La construction et le fonctionnement pendant 25 ans de l’oléoduc chauffé émettront 379 millions de tonnes équivalent CO2. Cela ne devrait représenter que 2 % de l’ensemble des émissions à terme de cette exploitation pétrolière (raffinage, transport et utilisation). Il apparaît clairement que TotalEnergie s’assoit sur la neutralité carbone en 2050 et le bien-être des habitant.e.s de notre planète pour cette seconde partie du siècle que nous vivons.

En janvier, la revue scientifique Science présentait les conclusions d’une étude concernant la compagnie pétrolière Exxon. Dans les années 1970, ses experts apportaient au groupe pétrolier des connaissances exactes sur le changement climatique.

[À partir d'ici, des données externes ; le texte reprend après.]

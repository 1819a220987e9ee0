//! Command-line entry point: generate a customer batch, report its
//! aggregates, and optionally export it.
//!
//! ```text
//! kinderdash [count] [seed] [--config <path>] [--out [path]] [--json]
//! ```

use std::env;
use std::path::PathBuf;

use anyhow::Context;
use chrono::Utc;
use serde::Serialize;
use tracing::{info, Level};

use kinderdash_backend::domain::{
    funnel, generate_kindergartens, metrics, region_distribution, CustomerFilter,
    CustomerTableConfig, CustomerTableService,
};
use kinderdash_backend::storage::{DashboardConfig, KindergartenRepository};
use shared::{FunnelStage, MetricsSummary, RegionCount};

/// Machine-readable batch report for the `--json` flag.
#[derive(Serialize)]
struct BatchSummary {
    count: usize,
    seed: u64,
    metrics: MetricsSummary,
    funnel: Vec<FunnelStage>,
    regions: Vec<RegionCount>,
}

fn main() -> anyhow::Result<()> {
    // Initialize logging
    tracing_subscriber::fmt()
        .with_max_level(Level::INFO)
        .init();

    let args: Vec<String> = env::args().skip(1).collect();

    let mut config_path = PathBuf::from("dashboard.yaml");
    let mut export: Option<Option<PathBuf>> = None;
    let mut json = false;
    let mut positionals: Vec<String> = Vec::new();

    let mut i = 0;
    while i < args.len() {
        match args[i].as_str() {
            "--config" => {
                i += 1;
                config_path = args
                    .get(i)
                    .map(PathBuf::from)
                    .context("--config requires a path")?;
            }
            "--out" => {
                // Path is optional; a timestamped default is used otherwise.
                let next = args.get(i + 1).filter(|a| !a.starts_with("--"));
                if let Some(path) = next {
                    export = Some(Some(PathBuf::from(path)));
                    i += 1;
                } else {
                    export = Some(None);
                }
            }
            "--json" => json = true,
            other if other.starts_with("--") => {
                anyhow::bail!(
                    "unknown option {other}\nusage: kinderdash [count] [seed] [--config <path>] [--out [path]] [--json]"
                );
            }
            other => positionals.push(other.to_string()),
        }
        i += 1;
    }

    let config = DashboardConfig::load_or_default(&config_path)?;
    let count = positionals
        .first()
        .map(|s| s.parse::<usize>())
        .transpose()
        .context("count must be an integer")?
        .unwrap_or(config.record_count);
    let seed = positionals
        .get(1)
        .map(|s| s.parse::<u64>())
        .transpose()
        .context("seed must be an integer")?
        .unwrap_or(config.seed);

    let records = generate_kindergartens(count, seed)?;

    let batch_metrics = metrics(&records);
    let stages = funnel(&records);
    let regions = region_distribution(&records);

    info!(
        "Batch of {} customers: {} closed, {} interested, {} not contacted",
        batch_metrics.total,
        batch_metrics.closed,
        batch_metrics.interested,
        batch_metrics.not_contacted
    );
    for stage in &stages {
        info!("Funnel {}: {}", stage.stage.label(), stage.count);
    }
    if let Some(top) = regions.first() {
        info!("Largest region: {} with {} records", top.full_name, top.count);
    }

    let table = CustomerTableService::with_config(CustomerTableConfig {
        page_size: config.page_size,
    });
    let first_page = table.page(&records, &CustomerFilter::default(), 1);
    info!(
        "Table preview: {} rows on page 1 of {}",
        first_page.customers.len(),
        first_page.page_count
    );

    if let Some(path) = export {
        let path = path.unwrap_or_else(|| {
            PathBuf::from(format!(
                "kindergartens_{}_{}.csv",
                seed,
                Utc::now().format("%Y%m%d")
            ))
        });
        KindergartenRepository::new(&path).save(&records)?;
        info!("Exported batch to {}", path.display());
    }

    if json {
        let summary = BatchSummary {
            count,
            seed,
            metrics: batch_metrics,
            funnel: stages,
            regions,
        };
        println!("{}", serde_json::to_string_pretty(&summary)?);
    }

    Ok(())
}
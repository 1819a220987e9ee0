//! Domain and storage layers for the kindergarten customer dashboard.
//!
//! The presentation layer (charts, tables, modals) lives outside this crate
//! and consumes the `shared` schema types produced here.

pub mod domain;
pub mod storage;
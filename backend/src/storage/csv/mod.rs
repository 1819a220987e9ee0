//! # CSV Storage Module
//!
//! File-based exchange format for customer batches. Imported spreadsheet
//! exports are parsed permissively into the shared schema, and generated
//! batches can be written back out in the same shape.
//!
//! ## File Format
//!
//! ```csv
//! id,name,region,suburb,address,phone,email,website,category,rating,capacity,approved_date,status,source_channel,tags,last_contact_date,notes
//! AU-000001,Little Bondi Academy,NSW,Bondi,"312 Park Street, Bondi, NSW",02 5550 1234,littlebondiacademy4@gmail.com,,Long Day Care,Meeting,64,2011-05-14,contacted,Referral,Montessori;Reggio,2024-02-11,
//! ```
//!
//! Parsing substitutes documented per-field defaults instead of rejecting
//! records, so one unrecognized value never loses a batch.

pub mod kindergarten_repository;

pub use kindergarten_repository::KindergartenRepository;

Pourtant, le groupe l’a longtemps nié. Il nous faut dénoncer le cynisme de ces entreprises et de leurs dirigeants. Rappelons-le, les sources fossiles d’énergie doivent maintenant rester dans les sols. Face à cette immoralité coupable, notons que 24 banques et 18 compagnies d’assurance ont refuser de s’associer au financement du projet de TotalEnergies.

Concernant le continent africain, Agir pour le climat défendait, dès sa création, l’importance d’un plan Marshall pour le développement décarboné de l’Afrique, car seul un nouveau modèle de développement en Afrique assurant la croissance économique et s’appuyant sur des ressources faiblement carbonées pourra permettre d’assurer un destin commun souhaitable entre l’Europe et l’Afrique. Le déficit d’activités productives et génératrices de revenus dans les zones rurales d’Afrique, là où la croissance de la population est la plus forte, génère un exode rural contribuant à la croissance urbaine non maîtrisée, à des mégapoles dépourvues de services essentiels et à des migrations internationales subies.

(1) Le mercredi 7 décembre 2022, au tribunal judiciaire de Paris, TotalEnergies pour ce projet répondait aux plaintes de 6 ONG. L’ordonnance a été mise en délibéré au 28 février 2023.